• [TASK INSTRUCTIONS]: Copy the entries below in full, keeping them exactly as they are.

• [PROVIDED MATERIAL]:
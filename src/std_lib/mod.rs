//! Built-ins of the implicit root class.

pub mod object;
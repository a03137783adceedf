use std::collections::HashSet;
use std::fmt;

use uuid::Uuid;

use crate::ds::function::FunctionRef;
use crate::ds::object::{ObjectRef, PlainObject};
use crate::ds::property::PropertyTable;

/// Instance-side back-reference to the class.
pub const CONSTRUCTOR_KEY: &str = "constructor";
/// Instance-side ancestor link; also the name the super pointer is read under.
pub const SUPER_KEY: &str = "_super";
/// Instance-side back-reference to the static table.
pub const STATIC_KEY: &str = "_static";

lazy_static! {
    /// Built-in names that stay attachable even when the source slot is not
    /// enumerable.
    pub static ref RESERVED_NAMES: HashSet<&'static str> =
        ["toString", "toLocaleString", "valueOf", "isPrototypeOf"]
            .iter()
            .copied()
            .collect();
    /// Structural fields never copied by a mixin.
    pub static ref BORROW_EXCLUSIONS: HashSet<&'static str> =
        [SUPER_KEY, CONSTRUCTOR_KEY].iter().copied().collect();
}

/// Stable handle to a class record inside a realm's arena.
#[derive(Clone, Copy, PartialEq, Eq, Hash)]
pub struct ClassId {
    realm: Uuid,
    index: usize,
}

impl ClassId {
    pub(crate) fn new(realm: Uuid, index: usize) -> Self {
        ClassId { realm, index }
    }

    pub fn index(&self) -> usize {
        self.index
    }

    pub fn realm_id(&self) -> Uuid {
        self.realm
    }
}

impl fmt::Debug for ClassId {
    fn fmt(&self, f: &mut fmt::Formatter<'_>) -> fmt::Result {
        write!(f, "ClassId(#{}@{})", self.index, self.realm)
    }
}

pub struct ClassRecord {
    pub(crate) name: String,
    pub(crate) constructor: FunctionRef,
    pub(crate) parent: Option<ClassId>,
    pub(crate) prototype: PropertyTable,
    pub(crate) members: ObjectRef,
}

impl ClassRecord {
    pub(crate) fn new(
        name: impl Into<String>,
        constructor: FunctionRef,
        parent: Option<ClassId>,
    ) -> Self {
        ClassRecord {
            name: name.into(),
            constructor,
            parent,
            prototype: PropertyTable::new(),
            members: PlainObject::new_ref(),
        }
    }

    pub fn name(&self) -> &str {
        &self.name
    }

    pub fn parent(&self) -> Option<ClassId> {
        self.parent
    }

    pub fn constructor(&self) -> &FunctionRef {
        &self.constructor
    }

    pub fn prototype(&self) -> &PropertyTable {
        &self.prototype
    }

    pub fn members(&self) -> &ObjectRef {
        &self.members
    }
}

• [ANSWER FOR THIS EXERCISE]:
filename src/std_lib/mod.rs
//! Built-ins of the implicit root class.

pub mod object;
repository a03137783adceedf
use std::collections::HashSet;
use std::fmt;

use uuid::Uuid;

use crate::ds::function::FunctionRef;
use crate::ds::object::{ObjectRef, PlainObject};
use crate::ds::property::PropertyTable;

/// Instance-side back-reference to the class.
pub const CONSTRUCTOR_KEY: &str = "constructor";
/// Instance-side ancestor link; also the name the super pointer is read under.
pub const SUPER_KEY: &str = "_super";
/// Instance-side back-reference to the static table.
pub const STATIC_KEY: &str = "_static";

lazy_static! {
    /// Built-in names that stay attachable even when the source slot is not
    /// enumerable.
    pub static ref RESERVED_NAMES: HashSet<&'static str> =
        ["toString", "toLocaleString", "valueOf", "isPrototypeOf"]
            .iter()
            .copied()
            .collect();
    /// Structural fields never copied by a mixin.
    pub static ref BORROW_EXCLUSIONS: HashSet<&'static str> =
        [SUPER_KEY, CONSTRUCTOR_KEY].iter().copied().collect();
}

/// Stable handle to a class record inside a realm's arena.
#[derive(Clone, Copy, PartialEq, Eq, Hash)]
pub struct ClassId {
    realm: Uuid,
    index: usize,
}

impl ClassId {
    pub(crate) fn new(realm: Uuid, index: usize) -> Self {
        ClassId { realm, index }
    }

    pub fn index(&self) -> usize {
        self.index
    }

    pub fn realm_id(&self) -> Uuid {
        self.realm
    }
}

impl fmt::Debug for ClassId {
    fn fmt(&self, f: &mut fmt::Formatter<'_>) -> fmt::Result {
        write!(f, "ClassId(#{}@{})", self.index, self.realm)
    }
}

pub struct ClassRecord {
    pub(crate) name: String,
    pub(crate) constructor: FunctionRef,
    pub(crate) parent: Option<ClassId>,
    pub(crate) prototype: PropertyTable,
    pub(crate) members: ObjectRef,
}

impl ClassRecord {
    pub(crate) fn new(
        name: impl Into<String>,
        constructor: FunctionRef,
        parent: Option<ClassId>,
    ) -> Self {
        ClassRecord {
            name: name.into(),
            constructor,
            parent,
            prototype: PropertyTable::new(),
            members: PlainObject::new_ref(),
        }
    }

    pub fn name(&self) -> &str {
        &self.name
    }

    pub fn parent(&self) -> Option<ClassId> {
        self.parent
    }

    pub fn constructor(&self) -> &FunctionRef {
        &self.constructor
    }

    pub fn prototype(&self) -> &PropertyTable {
        &self.prototype
    }

    pub fn members(&self) -> &ObjectRef {
        &self.members
    }
}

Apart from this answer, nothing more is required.